Most likely cause: shared-IP neighbor problem. Someone else sending through the same IP block triggered the listing. Confirm by checking whether the listing applies to your IP specifically or to the /24 subnet (Spamhaus and UCEPROTECT distinguish these). If it's a subnet-level listing, your only fix is to move to a dedicated IP — you can't clear a neighbor's reputation problem.
How long does Spamhaus typically take to delist?
1 to 7 days from submission. They review manually and want to see evidence the underlying issue is fixed. Vague delisting requests get ignored; specific ones with a remediation plan get reviewed faster.
Can I just rotate to a new IP and avoid the delisting process?
In theory yes. In practice, fresh IPs lack reputation and take 2–3 weeks of warmup to reach reliable inbox placement. Delisting your existing IP (if it has any positive history) is usually faster than burning it and starting fresh. The exception: if the IP's reputation was bad before listing, fresh IP is better.
Do all major email providers use the same blacklists?
Mostly. Gmail and Outlook consult Spamhaus heavily. Yahoo consults Spamhaus + their own internal signals.
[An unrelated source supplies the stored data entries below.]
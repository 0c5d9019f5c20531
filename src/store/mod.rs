//! SQLite-backed persistence for sources, articles, and summaries.
//!
//! The connection lives behind an `Arc<Mutex<_>>`; every call takes the lock
//! for the duration of one short synchronous statement. Article identity is
//! the canonical URL: `save_articles` is idempotent per URL and first write
//! wins.

mod articles;
mod sources;
mod summaries;

pub use articles::{SaveOutcome, StoreStats};

use rusqlite::Connection;
use std::path::Path;
use std::sync::{Arc, Mutex, MutexGuard};

use crate::error::{EngineError, EngineResult};

const SCHEMA: &str = r#"
CREATE TABLE IF NOT EXISTS sources (
    id TEXT PRIMARY KEY,
    name TEXT NOT NULL UNIQUE,
    url TEXT NOT NULL,
    kind TEXT NOT NULL,
    category TEXT NOT NULL,
    language TEXT NOT NULL,
    is_active INTEGER NOT NULL DEFAULT 1,
    last_update TEXT
);

CREATE TABLE IF NOT EXISTS articles (
    id TEXT PRIMARY KEY,
    title TEXT NOT NULL,
    description TEXT NOT NULL,
    content TEXT,
    url TEXT NOT NULL UNIQUE,
    source_id TEXT NOT NULL,
    published_at TEXT NOT NULL,
    category TEXT NOT NULL,
    tags TEXT NOT NULL DEFAULT '[]',
    image_url TEXT,
    author TEXT,
    FOREIGN KEY (source_id) REFERENCES sources(id) ON DELETE CASCADE
);

CREATE INDEX IF NOT EXISTS idx_articles_url ON articles(url);
CREATE INDEX IF NOT EXISTS idx_articles_published_at ON articles(published_at);
CREATE INDEX IF NOT EXISTS idx_articles_category ON articles(category);

CREATE TABLE IF NOT EXISTS summaries (
    article_id TEXT PRIMARY KEY,
    summary_text TEXT NOT NULL,
    key_points TEXT NOT NULL DEFAULT '[]',
    sentiment TEXT NOT NULL,
    impact TEXT NOT NULL,
    related_topics TEXT NOT NULL DEFAULT '[]',
    FOREIGN KEY (article_id) REFERENCES articles(id) ON DELETE CASCADE
);
"#;

#[derive(Clone)]
pub struct SqliteStore {
    conn: Arc<Mutex<Connection>>,
}

impl SqliteStore {
    pub fn open<P: AsRef<Path>>(path: P) -> EngineResult<Self> {
        let conn = Connection::open(path)?;
        conn.execute_batch("PRAGMA foreign_keys = ON;")?;
        conn.execute_batch(SCHEMA)?;

        Ok(Self {
            conn: Arc::new(Mutex::new(conn)),
        })
    }

    pub fn in_memory() -> EngineResult<Self> {
        let conn = Connection::open_in_memory()?;
        conn.execute_batch("PRAGMA foreign_keys = ON;")?;
        conn.execute_batch(SCHEMA)?;

        Ok(Self {
            conn: Arc::new(Mutex::new(conn)),
        })
    }

    pub(crate) fn connection(&self) -> Result<MutexGuard<'_, Connection>, EngineError> {
        self.conn
            .lock()
            .map_err(|_| EngineError::Persistence(rusqlite::Error::InvalidQuery))
    }
}

/// One canonical timestamp format for every stored datetime so that string
/// comparison in SQL matches chronological order.
pub(crate) fn format_ts(ts: chrono::DateTime<chrono::Utc>) -> String {
    ts.to_rfc3339_opts(chrono::SecondsFormat::Secs, true)
}

pub(crate) fn parse_ts(s: &str) -> chrono::DateTime<chrono::Utc> {
    chrono::DateTime::parse_from_rfc3339(s)
        .map(|dt| dt.with_timezone(&chrono::Utc))
        .unwrap_or_else(|_| chrono::Utc::now())
}
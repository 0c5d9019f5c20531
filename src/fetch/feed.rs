//! RSS feed fetching. Items are deserialized with quick-xml into a small
//! struct mirror of the channel, then normalized into `Article`s.

use anyhow::Context;
use quick_xml::de::from_str;
use serde::Deserialize;
use time::{format_description::well_known::Rfc2822, OffsetDateTime, UtcOffset};

use crate::error::{EngineError, EngineResult};
use crate::fetch::{image_from_html, infer_tags, make_article_id, normalize_text};
use crate::model::{Article, Source};

#[derive(Debug, Deserialize)]
struct Rss {
    channel: Channel,
}

#[derive(Debug, Deserialize)]
struct Channel {
    #[serde(rename = "item", default)]
    item: Vec<Item>,
}

#[derive(Debug, Deserialize)]
struct Item {
    title: Option<String>,
    link: Option<String>,
    #[serde(rename = "pubDate")]
    pub_date: Option<String>,
    description: Option<String>,
    // quick-xml's serde deserializer matches on the local element name with the
    // namespace prefix stripped, so these rename to the bare local names.
    #[serde(rename = "encoded")]
    content_encoded: Option<String>,
    #[serde(rename = "creator")]
    creator: Option<String>,
    author: Option<String>,
    #[serde(rename = "content")]
    media_content: Option<MediaRef>,
    #[serde(rename = "thumbnail")]
    media_thumbnail: Option<MediaRef>,
}

#[derive(Debug, Deserialize)]
struct MediaRef {
    #[serde(rename = "@url")]
    url: Option<String>,
}

fn parse_rfc2822_utc(ts: &str) -> Option<chrono::DateTime<chrono::Utc>> {
    OffsetDateTime::parse(ts, &Rfc2822)
        .ok()
        .map(|dt| dt.to_offset(UtcOffset::UTC).unix_timestamp())
        .and_then(|secs| chrono::DateTime::from_timestamp(secs, 0))
}

pub async fn fetch(http: &reqwest::Client, source: &Source) -> EngineResult<Vec<Article>> {
    let body = http
        .get(&source.url)
        .send()
        .await
        .map_err(|e| EngineError::SourceUnreachable(format!("{}: {e}", source.name)))?
        .text()
        .await
        .map_err(|e| EngineError::SourceUnreachable(format!("{}: {e}", source.name)))?;
    parse_feed(&body, source)
}

/// Parse an RSS document into articles. Split out from `fetch` so fixtures can
/// exercise the full normalization path without a network.
pub fn parse_feed(xml: &str, source: &Source) -> EngineResult<Vec<Article>> {
    let cleaned = scrub_html_entities_for_xml(xml);
    let rss: Rss = from_str(&cleaned)
        .context("parsing rss xml")
        .map_err(|e| EngineError::FeedParse(format!("{}: {e:#}", source.name)))?;

    let now = chrono::Utc::now();
    let mut out = Vec::with_capacity(rss.channel.item.len());
    for (idx, item) in rss.channel.item.into_iter().enumerate() {
        let title = normalize_text(item.title.as_deref().unwrap_or_default());
        let description = normalize_text(item.description.as_deref().unwrap_or_default());
        let url = item.link.clone().unwrap_or_default();
        if title.is_empty() || url.is_empty() {
            continue;
        }

        let published_at = item
            .pub_date
            .as_deref()
            .and_then(parse_rfc2822_utc)
            .unwrap_or(now);

        let image_url = item
            .media_content
            .as_ref()
            .and_then(|m| m.url.clone())
            .or_else(|| item.media_thumbnail.as_ref().and_then(|m| m.url.clone()))
            .or_else(|| {
                item.content_encoded
                    .as_deref()
                    .and_then(image_from_html)
            });

        let author = item
            .creator
            .clone()
            .or(item.author.clone())
            .filter(|a| !a.trim().is_empty());

        let tags = infer_tags(&title, &description);

        out.push(Article {
            id: make_article_id(&source.id, idx),
            title,
            description,
            content: item.content_encoded.map(|c| normalize_text(&c)),
            url,
            source_name: source.name.clone(),
            published_at,
            category: source.category.clone(),
            tags,
            image_url,
            author,
        });
    }
    Ok(out)
}

fn scrub_html_entities_for_xml(s: &str) -> String {
    s.replace("&nbsp;", " ")
        .replace("&ndash;", "-")
        .replace("&mdash;", "-")
        .replace("&ldquo;", "\"")
        .replace("&rdquo;", "\"")
        .replace("&lsquo;", "'")
        .replace("&rsquo;", "'")
}

#[cfg(test)]
mod tests {
    use super::*;
    use crate::model::SourceKind;

    fn src() -> Source {
        Source {
            id: "techcrunch-ai".into(),
            name: "TechCrunch AI".into(),
            url: "https://example.com/feed".into(),
            kind: SourceKind::Feed,
            category: "general".into(),
            language: "en".into(),
            is_active: true,
            last_update: None,
        }
    }

    const FEED: &str = r#"<?xml version="1.0"?>
<rss version="2.0">
  <channel>
    <title>Example</title>
    <item>
      <title>OpenAI announces a GPT upgrade</title>
      <link>https://example.com/gpt-upgrade</link>
      <pubDate>Mon, 02 Jun 2025 10:00:00 GMT</pubDate>
      <description>A major machine learning advance.</description>
    </item>
    <item>
      <title></title>
      <link>https://example.com/empty-title</link>
    </item>
  </channel>
</rss>"#;

    #[test]
    fn parses_items_and_skips_empty_titles() {
        let articles = parse_feed(FEED, &src()).unwrap();
        assert_eq!(articles.len(), 1);
        let a = &articles[0];
        assert_eq!(a.url, "https://example.com/gpt-upgrade");
        assert_eq!(a.source_name, "TechCrunch AI");
        assert_eq!(a.published_at.timestamp(), 1748858400);
        assert!(a.tags.contains(&"gpt".to_string()));
        assert!(a.tags.contains(&"machine learning".to_string()));
    }

    #[test]
    fn missing_pub_date_defaults_to_ingestion_time() {
        let xml = r#"<rss><channel><item>
            <title>Untimed story</title>
            <link>https://example.com/untimed</link>
        </item></channel></rss>"#;
        let before = chrono::Utc::now();
        let articles = parse_feed(xml, &src()).unwrap();
        assert_eq!(articles.len(), 1);
        assert!(articles[0].published_at >= before - chrono::Duration::seconds(5));
    }

    #[test]
    fn broken_xml_is_a_parse_error() {
        let err = parse_feed("this is not xml <<<", &src()).unwrap_err();
        assert!(matches!(err, EngineError::FeedParse(_)));
    }
}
Apple consults Spamhaus + Cisco Talos. The smaller you go (custom MX servers, self-hosted), the more variability. As a default assumption: if you're on Spamhaus, you're rejected at major providers; if you're only on UCEPROTECT, you might be fine at Gmail and rejected at Cisco-protected enterprises.
Should I run the blacklist check before warming up a new IP?
Yes — fresh IPs occasionally come from cloud providers with neighbors that put them on dynamic-range lists (especially SORBS DUHL) by default. ColdRelay provisions IPs that are already cleaned of these listings, but if you're rolling your own infrastructure, check before sending.
What's the difference between an IP blacklist and a domain blacklist?
IP blacklists flag the sending server's IP. Domain blacklists (URIBL, SURBL) flag domains that appear inside the message body — usually links pointing to known spam landing pages. Different concerns; both matter for cold email. ColdRelay's monitoring covers both.
How is ColdRelay's hourly monitoring different from running a manual check?
Frequency + automation. A manual check tells you status at one point in time. Hourly monitoring catches listings within the first hour they appear, before you've sent your next campaign. The difference between catching a Spamhaus listing 1 hour vs. 24 hours after it appears is the difference between 50 messages affected and 5,000 messages affected.
IP blacklists are a deliverability landmine — easy to hit, hard to clear, infrastructure-level damage. The defense is architecture (dedicated IPs, low volume per mailbox) more than reaction (manual monitoring).